About this exercise: Within the entries that follow, show each line where the word "struct" occurs.

[[ Input data open ]]

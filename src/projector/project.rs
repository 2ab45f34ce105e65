use crate::projector::path::resolve;
use serde_json::Value;
use std::collections::BTreeMap;

/// Flat field-path -> value view of one record, restricted to a selection.
///
/// Keys are the literal dotted paths. A BTreeMap keeps iteration
/// deterministic for any renderer that materializes key order before the
/// shared column order is applied. Never mutated after creation.
pub type ProjectedItem = BTreeMap<String, Value>;

/// Project a record onto the selected field paths.
///
/// Every selected path gets an entry; unresolved paths degrade to the empty
/// string rather than being omitted, so the key set depends only on the
/// selection, not on the record's shape.
pub fn project_record(record: &Value, selected_paths: &[String]) -> ProjectedItem {
    let mut item = ProjectedItem::new();

    for path in selected_paths {
        item.insert(path.clone(), resolve(record, path));
    }

    item
}
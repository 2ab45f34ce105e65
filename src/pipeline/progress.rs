use std::cell::Cell;

/// One progress update: a status message plus a percentage in 0..=100.
/// Updates are append-only and delivered in order; consumers never see the
/// percentage decrease.
#[derive(Debug, Clone, PartialEq)]
pub struct ExportProgress {
    pub message: String,
    pub percent: f64,
}

/// Thin wrapper around the optional progress callback that enforces the
/// monotonic, clamped percentage contract so pipeline steps don't have to.
pub struct ProgressReporter<'a> {
    callback: Option<&'a dyn Fn(&ExportProgress)>,
    last_percent: Cell<f64>,
}

impl<'a> ProgressReporter<'a> {
    pub fn new(callback: Option<&'a dyn Fn(&ExportProgress)>) -> Self {
        Self {
            callback,
            last_percent: Cell::new(0.0),
        }
    }

    pub fn emit<S: Into<String>>(&self, message: S, percent: f64) {
        let percent = percent.clamp(0.0, 100.0).max(self.last_percent.get());
        self.last_percent.set(percent);

        if let Some(callback) = self.callback {
            callback(&ExportProgress {
                message: message.into(),
                percent,
            });
        }
    }
}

[[ Input data closed ]]

Response:
pub struct ExportProgress {
pub struct ProgressReporter<'a> {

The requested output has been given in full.